Thread: Extract epoch from Interval weird behavior
Hi all, I noticed something odd when going through some of the Interval code. The DAYS_PER_YEAR constant is defined in src/include/datatype/timestamp.h. > #define DAYS_PER_YEAR 365.25 /* assumes leap year every four years */ We execute the EXTRACT and date_part functions in src/backend/utils/adt/timestamp.c in > static Datum > interval_part_common(PG_FUNCTION_ARGS, bool retnumeric) When executing date_part we multiply the total years in the Interval by DAYS_PER_YEAR > result += ((double) DAYS_PER_YEAR * SECS_PER_DAY) * (interval->month / MONTHS_PER_YEAR); > result += ((double) DAYS_PER_MONTH * SECS_PER_DAY) * (interval->month % MONTHS_PER_YEAR); > result += ((double) SECS_PER_DAY) * interval->day; However when executing EXTRACT we first truncate DAYS_PER_YEAR to an integer, and then multiply it by the total years in the Interval /* this always fits into int64 */ > secs_from_day_month = ((int64) DAYS_PER_YEAR * (interval->month / MONTHS_PER_YEAR) + > (int64) DAYS_PER_MONTH * (interval->month % MONTHS_PER_YEAR) + > interval->day) * SECS_PER_DAY; Is this truncation on purpose? It seems like EXTRACT is not accounting for leap years in it's calculation. - Joe Koshakow
On Wed, Feb 23, 2022 at 7:42 PM Joseph Koshakow <koshy44@gmail.com> wrote: > > Hi all, > > I noticed something odd when going through some > of the Interval code. The DAYS_PER_YEAR constant > is defined in src/include/datatype/timestamp.h. > > #define DAYS_PER_YEAR 365.25 /* assumes leap year every four years */ > > We execute the EXTRACT and date_part functions in > src/backend/utils/adt/timestamp.c in > > static Datum > > interval_part_common(PG_FUNCTION_ARGS, bool retnumeric) > > When executing date_part we multiply the total > years in the Interval by DAYS_PER_YEAR > > result += ((double) DAYS_PER_YEAR * SECS_PER_DAY) * (interval->month / MONTHS_PER_YEAR); > > result += ((double) DAYS_PER_MONTH * SECS_PER_DAY) * (interval->month % MONTHS_PER_YEAR); > > result += ((double) SECS_PER_DAY) * interval->day; > > > However when executing EXTRACT we first truncate > DAYS_PER_YEAR to an integer, and then multiply it > by the total years in the Interval > /* this always fits into int64 */ > > secs_from_day_month = ((int64) DAYS_PER_YEAR * (interval->month / MONTHS_PER_YEAR) + > > (int64) DAYS_PER_MONTH * (interval->month % MONTHS_PER_YEAR) + > > interval->day) * SECS_PER_DAY; > > Is this truncation on purpose? It seems like > EXTRACT is not accounting for leap years in > it's calculation. > > - Joe Koshakow Oops I sent that to the wrong email. If this isn't intented I've created a patch that fixes it, with the following two open questions * DAYS_PER_YEAR_NUM is recalculated every time. Is there anyway to convert a float directly to a numeric to avoid this? * For some reason the change adds a lot of trailing zeros to the result. I'm not sure why that is. - Joe Koshakow
Attachment
Hi Joseph,
> > Is this truncation on purpose? It seems like
> > EXTRACT is not accounting for leap years in
> > it's calculation.
Extracting an epoch from an interval is quite a strange case since intervals are not connected to any specific dates.
For instance:
select extract('epoch' from interval '1 month')

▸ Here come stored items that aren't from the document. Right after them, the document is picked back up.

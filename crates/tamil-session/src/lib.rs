//! Editing session around the transliteration core.
//!
//! `PhoneticSession` owns what a host editor shows: the typed input, the
//! converted output, the Tamil/English mode and a one-line status. Every
//! operation returns a [`SessionResponse`] snapshot; nothing is global.

mod types;

#[cfg(test)]
mod tests;

use std::fs;
use std::path::{Path, PathBuf};
use std::sync::Arc;

use tracing::{debug, debug_span};

use tamil_core::convert::convert_text;
use tamil_core::mapping::MappingTable;
use tamil_core::settings::settings;
use tamil_core::translit::ScanEvent;

pub use types::{Mode, SessionError, SessionResponse};

pub struct PhoneticSession {
    table: Arc<MappingTable>,
    mode: Mode,
    input: String,
    output: String,
    status: String,
}

impl PhoneticSession {
    /// New empty session; the starting mode comes from `[mode] start_enabled`.
    pub fn new(table: Arc<MappingTable>) -> Self {
        let mode = Mode::from_enabled(settings().mode.start_enabled);
        Self {
            table,
            mode,
            input: String::new(),
            output: String::new(),
            status: mode.status_text(),
        }
    }

    pub fn with_mode(mut self, mode: Mode) -> Self {
        self.mode = mode;
        self.status = mode.status_text();
        self.refresh();
        self
    }

    pub fn mode(&self) -> Mode {
        self.mode
    }

    pub fn input(&self) -> &str {
        &self.input
    }

    pub fn output(&self) -> &str {
        &self.output
    }

    pub fn status(&self) -> &str {
        &self.status
    }

    /// Replace the input and re-convert it.
    ///
    /// In Tamil mode the status becomes the conversion's event (or empty);
    /// in English mode it is left as it was.
    pub fn set_input(&mut self, text: &str) -> SessionResponse {
        let _span = debug_span!("set_input", len = text.len()).entered();
        self.input = text.to_string();
        let event = self.refresh();
        if self.mode.is_enabled() {
            self.status = event.map(|e| e.to_string()).unwrap_or_default();
        }
        self.response()
    }

    pub fn toggle_mode(&mut self) -> SessionResponse {
        let _span = debug_span!("toggle_mode", from = self.mode.label()).entered();
        self.mode = self.mode.toggled();
        self.status = self.mode.status_text();
        self.refresh();
        self.response()
    }

    /// Empty the output. The input is kept, so the next edit restores it.
    pub fn clear(&mut self) -> SessionResponse {
        self.output.clear();
        self.status = "Output cleared".to_string();
        self.response()
    }

    /// Text to hand to the clipboard, if there is any.
    pub fn copy_text(&self) -> Option<&str> {
        let text = self.output.trim();
        (!text.is_empty()).then_some(text)
    }

    /// Write the output as UTF-8 to `path`, appending the configured default
    /// extension when `path` has none. Returns the path written.
    pub fn save_to(&mut self, path: &Path) -> Result<PathBuf, SessionError> {
        let _span = debug_span!("save_to", path = %path.display()).entered();
        let Some(text) = self.copy_text() else {
            return Err(SessionError::EmptyOutput);
        };

        let path = if path.extension().is_none() {
            path.with_extension(&settings().output.default_extension)
        } else {
            path.to_path_buf()
        };
        fs::write(&path, text).map_err(|source| SessionError::Io {
            path: path.clone(),
            source,
        })?;

        debug!(bytes = text.len(), "saved");
        self.status = format!("File saved: {}", path.display());
        Ok(path)
    }

    fn refresh(&mut self) -> Option<ScanEvent> {
        let conversion = convert_text(&self.table, self.input.trim(), self.mode.is_enabled());
        self.output = conversion.text;
        conversion.status
    }

    fn response(&self) -> SessionResponse {
        SessionResponse {
            output: self.output.clone(),
            status: self.status.clone(),
            mode: self.mode,
        }
    }
}
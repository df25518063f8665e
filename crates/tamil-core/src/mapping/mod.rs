//! Token-to-glyph mapping table.
//!
//! Authored as TOML (see `default_tamil.toml`), validated once at build time,
//! and immutable afterwards. Vowel and consonant keys are matched as prefixes
//! of the remaining input, longest first; exceptions match whole words only.

mod config;
mod table;

pub use config::{default_toml, parse_mapping_toml, MappingConfigError};
pub use table::{
    Category, ConsonantEntry, MappingError, MappingTable, MappingTableBuilder, StopMarker,
    TableEntry, VowelEntry,
};
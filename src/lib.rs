//! Phonetic Tamil transliteration engine.
//!
//! Re-exports the core and session crates for Rust callers and exposes a
//! C ABI in [`ffi`] for host editors.

// FFI functions perform null checks before dereferencing raw pointers.
// Clippy cannot verify this statically, so we allow it at crate level.
#![allow(clippy::not_unsafe_ptr_arg_deref)]

pub mod ffi;
pub mod trace_init;

pub use tamil_core::{
    convert, convert_text, mapping, reference, settings, translit, transliterate, unicode,
    Conversion, MappingTable, Rule, ScanEvent, Transliteration, Transliterator,
};
pub use tamil_session::{Mode, PhoneticSession, SessionError, SessionResponse};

.. returns 2592000 = 30*24*60*60. But what if the month is February? Should we account for the different number of days for intervals like 6 months or 24 months?
Also, leap years don't just happen every 4 years. Here is the actual logic:
bool is_leap_year(int Y) {
if(Y % 400 == 0) return true;
else if(Y % 100 == 0) return false;
else if(Y % 4 == 0) return true;
else return false;
}
And what about leap seconds?
All in all, I don't think that the benefit of the proposed change outweighs the fact that it will break the previous behavior for the users who may rely on it. I suggest keeping it simple, i.e. the way it is now. What I think we could do instead is explicitly document this behavior in [1].

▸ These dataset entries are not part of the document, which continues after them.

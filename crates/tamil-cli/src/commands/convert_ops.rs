use std::io::{self, Read};
use std::path::Path;
use std::sync::Arc;

use tamil_core::convert::convert_text;
use tamil_core::mapping::MappingTable;
use tamil_core::translit::Transliterator;
use tamil_session::{Mode, PhoneticSession};

/// `text`, or all of stdin when absent.
fn read_text(text: Option<&str>) -> String {
    match text {
        Some(t) => t.to_string(),
        None => {
            let mut buf = String::new();
            die!(io::stdin().read_to_string(&mut buf), "Error reading stdin: {}");
            buf
        }
    }
}

/// Convert line by line so the line structure of stdin survives.
pub fn convert_cmd(table: &MappingTable, text: Option<&str>, english: bool, status: bool) {
    let input = read_text(text);
    let mut last_status = None;
    for line in input.lines() {
        let conversion = convert_text(table, line, !english);
        println!("{}", conversion.text);
        last_status = conversion.status;
    }
    if status {
        if let Some(event) = last_status {
            eprintln!("{event}");
        }
    }
}

pub fn explain_cmd(table: &MappingTable, word: &str, json: bool) {
    let explanation = Transliterator::new(table).explain(word);
    if json {
        println!(
            "{}",
            die!(
                serde_json::to_string_pretty(&explanation),
                "JSON serialization failed: {}"
            )
        );
        return;
    }

    println!("word: {}", explanation.word);
    if let Some(ref out) = explanation.exception {
        println!("  exception \u{2192} {out}");
    }
    for (i, step) in explanation.steps.iter().enumerate() {
        let fused = if step.fused { " (fused)" } else { "" };
        println!(
            "  #{:>2} {:<12} {:<6} \u{2192} {}{}",
            i + 1,
            step.rule.as_str(),
            step.input,
            step.output,
            fused
        );
    }
    println!("output: {}", explanation.output);
}

pub fn save_cmd(table: MappingTable, output_file: &str, text: Option<&str>, english: bool) {
    let input = read_text(text);
    let mut session = PhoneticSession::new(Arc::new(table));
    if english {
        session = session.with_mode(Mode::English);
    }
    session.set_input(&input);
    die!(session.save_to(Path::new(output_file)), "Error: {}");
    println!("{}", session.status());
}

[1]: https://www.postgresql.org/docs/current/functions-datetime.html
--
Best regards,
Aleksander Alekseev
> > Is this truncation on purpose? It seems like
> > EXTRACT is not accounting for leap years in
> > it's calculation.
Extracting an epoch from an interval is quite a strange case since intervals are not connected to any specific dates.
For instance:
select extract('epoch' from interval '1 month')
.. returns 2592000 = 30*24*60*60. But what if the month is February? Should we account for the different number of days for intervals like 6 months or 24 months?

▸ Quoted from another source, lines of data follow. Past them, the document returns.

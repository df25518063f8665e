mod basic;
mod proptest_fsm;

use std::sync::Arc;

use tamil_core::mapping::MappingTable;

use super::PhoneticSession;

pub(super) fn make_session() -> PhoneticSession {
    PhoneticSession::new(Arc::new(MappingTable::tamil()))
}

/// Table small enough to reason about by hand.
pub(super) fn make_toy_session() -> PhoneticSession {
    let table = MappingTable::builder()
        .vowel("a", "A", "")
        .vowel("aa", "K2", "d2")
        .consonant("k", "K")
        .exception("sri", "SRI")
        .stop_marker(";", "V")
        .build()
        .unwrap();
    PhoneticSession::new(Arc::new(table))
}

Also, leap years don't just happen every 4 years. Here is the actual logic:
bool is_leap_year(int Y) {
if(Y % 400 == 0) return true;
else if(Y % 100 == 0) return false;
else if(Y % 4 == 0) return true;
else return false;
}
And what about leap seconds?
All in all, I don't think that the benefit of the proposed change outweighs the fact that it will break the previous behavior for the users who may rely on it. I suggest keeping it simple, i.e. the way it is now. What I think we could do instead is explicitly document this behavior in [1].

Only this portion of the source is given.